Bassiste Magazine in France tries out the new AB590MF for a test, and this is what they thought of the mini bass guitar.
We sometimes need to be smaller, and sometimes less strong than a big 5 string plugged into an Ampeg stack. Sometimes we have to let go of a complete rig to just make a fitting in rehearsal. Sometimes we would like to play it soft, unplugged or almost unplugged. The Cort AB590MF, offered at an aggressive price, seems ideally placed to attack a still shy market, that of campfire and acoustic gig.
Hard to be more discreet than this matte black finish. Only the unopened pores (the OP of the name) and two white bindings stand out otherwise giving this Cort bass a comfortable place among the pedals for bassists: if it's for bass, it's black. The instrument comes with a soft case, which is quite pleasant and rather unexpected in this price range.

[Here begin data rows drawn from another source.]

fn call(id: &str, tool: &str, arguments: Value) -> Message {
    Message::assistant_with_calls("", vec![ToolCall::new(id, tool, arguments)])
}

fn search_corpus(id: &str) -> Message {
    call(id, "query_papers", json!({"query": "APOE4 risk"}))
}

fn tool_results(history: &[Message]) -> Vec<&alzassist_core::tool::ToolResult> {
    history
        .iter()
        .filter_map(|m| m.content.as_tool_result())
        .collect()
}

// ── Tests ────────────────────────────────────────────────────────────────

#[tokio::test]
async fn e2e_corpus_backed_answer() {
    let reasoner = Arc::new(ScriptedReasoner::new(vec![
        search_corpus("call_1"),
        Message::assistant("APOE4 is the strongest common genetic risk factor (Reiman2020)."),
    ]));
    let orch = Orchestrator::new(
        reasoner.clone(),
        registry(vec![Arc::new(StubProvider::corpus().citing(vec![reiman()]))]),
        OrchestratorConfig::default(),
    );

    let report = orch.run("What is the role of APOE4?", vec![]).await.unwrap();

    assert_eq!(report.status, SessionStatus::Done);
    assert_eq!(report.answer.citation_keys(), vec!["Reiman2020"]);
    assert_eq!(report.answer.citations[0].source_id.as_deref(), Some("PMC7320145"));
    assert_eq!(reasoner.calls(), 2);
    assert!(validate_history(&report.history).is_ok());

    let results = tool_results(&report.history);
    assert_eq!(results.len(), 1);
    assert_eq!(results[0].call_id, "call_1");
    assert!(results[0].is_success());
}

#[tokio::test]
async fn e2e_iteration_budget_is_enforced() {
    let reasoner = Arc::new(ScriptedReasoner::new(vec![search_corpus("call_1")]));
    let orch = Orchestrator::new(
        reasoner.clone(),
        registry(vec![Arc::new(StubProvider::corpus().citing(vec![reiman()]))]),
        OrchestratorConfig::default().with_max_iterations(3),
    );

    let failure = orch.run("Loop forever", vec![]).await.unwrap_err();

    assert_eq!(failure.kind(), "max_iterations_exceeded");
    assert_eq!(failure.status, SessionStatus::MaxIterations);
    assert_eq!(failure.iterations, 3);
    assert_eq!(reasoner.calls(), 3);
    assert!(!failure.history.iter().any(|m| m.role == Role::Assistant && !m.has_tool_calls()));
}

#[tokio::test]
async fn e2e_fabricated_citation_never_reaches_caller() {
    let reasoner = Arc::new(ScriptedReasoner::new(vec![
        search_corpus("call_1"),
        Message::assistant("Lecanemab halts decline completely (Smith2099; Reiman2020)."),
    ]));
    let orch = Orchestrator::new(
        reasoner,
        registry(vec![Arc::new(StubProvider::corpus().citing(vec![reiman()]))]),
        OrchestratorConfig::default(),
    );

    let failure = orch.run("Does lecanemab work?", vec![]).await.unwrap_err();

    match &failure.error {
        OrchestratorError::CitationIntegrity { unmatched } => {
            assert_eq!(unmatched, &vec!["Smith2099".to_string()]);
        }
        other => panic!("expected citation integrity error, got {other:?}"),
    }
    assert_eq!(failure.status, SessionStatus::Error);
}
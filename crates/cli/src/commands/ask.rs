//! `alzassist ask` — Answer one question.

use super::{build_orchestrator, load_config, print_failure};

pub async fn run(
    query: String,
    max_iterations: Option<u32>,
    tools: Option<Vec<String>>,
    json: bool,
) -> Result<(), Box<dyn std::error::Error>> {
    let config = load_config()?;
    let orchestrator = build_orchestrator(&config, max_iterations, tools)?;

    eprint!("  Researching...");
    let outcome = orchestrator.run(&query, Vec::new()).await;
    eprint!("\r                \r");

    match outcome {
        Ok(report) if json => {
            println!("{}", serde_json::to_string_pretty(&report)?);
        }
        Ok(report) => {
            println!("{}", report.answer.text);
            if !report.answer.citations.is_empty() {
                println!();
                println!("References:");
                for (i, citation) in report.answer.citations.iter().enumerate() {
                    let text = citation.citation.as_deref().unwrap_or("");
                    println!("  [{}] {} {}", i + 1, citation.key, text);
                }
            }
        }
        Err(failure) => {
            if json {
                let body = serde_json::json!({
                    "session_id": failure.session_id,
                    "status": failure.status,
                    "error": failure.kind(),
                    "message": failure.error.to_string(),
                    "iterations": failure.iterations,
                    "events": failure.events,
                });
                println!("{}", serde_json::to_string_pretty(&body)?);
            } else {
                print_failure(&failure);
            }
            return Err(format!("session ended with {}", failure.kind()).into());
        }
    }

    Ok(())
}
//! `alzassist tools` — Print the registry's tool specs.

use alzassist_config::AppConfig;

pub async fn run() -> Result<(), Box<dyn std::error::Error>> {
    let config = AppConfig::load().map_err(|e| format!("Failed to load config: {e}"))?;
    let registry = alzassist_tools::default_registry(&config);

    let specs: Vec<_> = registry
        .definitions()
        .into_iter()
        .map(|def| {
            serde_json::json!({
                "name": def.name,
                "role": registry.role_of(&def.name),
                "description": def.description,
                "parameters": def.parameters,
            })
        })
        .collect();

    println!("{}", serde_json::to_string_pretty(&specs)?);
    Ok(())
}
//! The orchestration loop: the heart of AlzAssist.
//!
//! The orchestrator follows a **Reason → Act → Observe** cycle:
//!
//! 1. **Receive** a user query (optionally continuing prior history)
//! 2. **Reason**: the reasoner proposes the next step
//! 3. **Act**: if tool calls are proposed, the dispatcher executes them
//!    concurrently, each bounded by the per-tool timeout
//! 4. **Observe**: results are appended to the session; loop back to 2
//! 5. **Finalize**: a reply without tool calls is checked by the citation
//!    validator and returned, or rejected
//!
//! The loop ends on a validated answer, on iteration exhaustion, or on a
//! terminal failure. It never returns an answer citing anything the
//! session's tools did not return.

pub mod citation_validator;
pub mod dispatcher;
pub mod instructions;
pub mod orchestrator;
pub mod routing;

#[cfg(test)]
pub(crate) mod test_helpers;

pub use dispatcher::{DispatchCancelled, Dispatched, Dispatcher, ToolAvailability};
pub use orchestrator::{FinalAnswer, Orchestrator, OrchestratorConfig, RunFailure, RunReport};
pub use routing::{RoutingDecision, RoutingPolicy};
pub use tokio_util::sync::CancellationToken;
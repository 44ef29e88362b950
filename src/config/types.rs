//! Constants and default value functions used by the Config struct.

/// File name looked up in the scan root when no `--config` is given.
pub const CONFIG_FILE_NAME: &str = ".envsweep.yaml";

pub(crate) fn default_script_dirs() -> Vec<String> {
    vec!["bin".to_string(), "Scripts".to_string()]
}

pub(crate) fn default_activation_files() -> Vec<String> {
    vec![
        "activate".to_string(),
        "activate.bat".to_string(),
        "Activate.ps1".to_string(),
    ]
}

/// Matches `pip`, `pip3`, `pip3.12` and their `.exe` forms.
pub(crate) fn default_pip_pattern() -> String {
    r"^pip(3(\.\d+)*)?(\.exe)?$".to_string()
}

pub(crate) fn default_pycache_dir_name() -> String {
    "__pycache__".to_string()
}

pub(crate) fn default_node_modules_dir_name() -> String {
    "node_modules".to_string()
}

pub(crate) fn default_requirements_file() -> String {
    "requirements.txt".to_string()
}

pub(crate) fn default_freeze_args() -> String {
    "freeze".to_string()
}
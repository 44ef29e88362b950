//! Sweep execution: snapshot, confirm, delete.

use super::types::{Snapshot, SweepOptions, SweepOutcome, Target};
use crate::config::Config;
use crate::confirm::{Decision, ResponseSource, confirm};
use crate::delete::{Deleter, Removal};
use crate::error::Result;
use crate::scan::{Category, Scanner};
use crate::snapshot::Snapshotter;
use std::path::PathBuf;
use tracing::{debug, info};

/// The scanner, snapshotter and deleter for one configuration.
#[derive(Debug, Clone)]
pub struct Sweeper {
    pub scanner: Scanner,
    pub snapshotter: Snapshotter,
    pub deleter: Deleter,
}

impl Sweeper {
    pub fn new(config: &Config) -> Result<Self> {
        Ok(Self {
            scanner: Scanner::new(config)?,
            snapshotter: Snapshotter::new(config)?,
            deleter: Deleter::new(config)?,
        })
    }

    /// Run every phase in order, stopping at the first error.
    ///
    /// Each phase scans after the previous one finished, so nothing removed
    /// with a venv is looked for again.
    pub fn execute(
        &self,
        options: &SweepOptions,
        prompt: &mut dyn ResponseSource,
    ) -> Result<SweepOutcome> {
        let mut outcome = SweepOutcome::default();

        self.sweep_venvs(options, prompt, &mut outcome)?;

        if options.delete_pycache {
            for path in self.scanner.find_pycache_dirs(&options.root)? {
                self.remove(Category::Pycache, path, &mut outcome)?;
            }
        }

        if options.delete_node {
            for path in self.scanner.find_node_modules_dirs(&options.root)? {
                self.remove_confirmed(Category::NodeModules, path, options, prompt, &mut outcome)?;
            }
        }

        Ok(outcome)
    }

    fn sweep_venvs(
        &self,
        options: &SweepOptions,
        prompt: &mut dyn ResponseSource,
        outcome: &mut SweepOutcome,
    ) -> Result<()> {
        for venv in self.scanner.find_venv_dirs(&options.root)? {
            println!("Found venv in directory: {}", venv.display());

            let requirements = self.snapshotter.save_requirements(&venv)?;
            println!("Requirements frozen to {}", requirements.display());
            outcome.snapshots.push(Snapshot {
                venv: venv.clone(),
                requirements,
            });

            if options.delete_venv {
                self.remove_confirmed(Category::Venv, venv, options, prompt, outcome)?;
            }
        }
        Ok(())
    }

    /// Ask first unless `--yes`, then remove.
    ///
    /// The "Deleted" line is only printed under `--yes`; an interactive
    /// answer already shows the path.
    fn remove_confirmed(
        &self,
        category: Category,
        path: PathBuf,
        options: &SweepOptions,
        prompt: &mut dyn ResponseSource,
        outcome: &mut SweepOutcome,
    ) -> Result<()> {
        let decision = if options.yes {
            Decision::Delete
        } else {
            confirm(&path, prompt)?
        };

        match decision {
            Decision::Delete => {
                let removal = self.remove(category, path.clone(), outcome)?;
                if announces_removal(options.yes, removal) {
                    println!("Deleted {} in directory: {}", category, path.display());
                }
            }
            Decision::Skip => {
                info!(path = %path.display(), %category, "skipped");
                outcome.skipped.push(Target::new(category, path));
            }
        }
        Ok(())
    }

    fn remove(
        &self,
        category: Category,
        path: PathBuf,
        outcome: &mut SweepOutcome,
    ) -> Result<Removal> {
        let removal = self.deleter.delete(category, &path)?;
        match removal {
            Removal::Removed => {
                info!(path = %path.display(), %category, "removed");
                outcome.removed.push(Target::new(category, path));
            }
            Removal::AlreadyGone => {
                debug!(path = %path.display(), %category, "already gone");
                outcome.already_gone.push(Target::new(category, path));
            }
        }
        Ok(removal)
    }
}

/// Whether a removal gets a "Deleted ... in directory" line.
pub(super) fn announces_removal(yes: bool, removal: Removal) -> bool {
    yes && removal == Removal::Removed
}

The body is laminated mahogany and the spruce top is also laminated. Since rosewood becomes complicated to manufacture, the fingerboard and bridge is made with merbau, which is amazing at this places and quite coherent with the relatively big density. On the top panel, we can see the preamp Fishman Isys +, rather basic with a volume, two fixed equalization bands, a phase inverter and the switch for the built-in tuner, easy to read to make a catch in concert. The profile of the neck is no surprise either, not unpleasant, with a beautiful roundness, without being too bulky and finally manipulated as much by a seasoned bassist as a guitarist wanting to play the bass on occasion or a small size.
The range of playable styles of music with this bass is quite wide, as long as we consider this model "unplugged". However, more contemporary styles like traditional folk, rock, pop or blues can be considered, including funk, soul, and gospel which are very fashionable right now. Obviously for metal, apart from traditional ballads style, we will forget.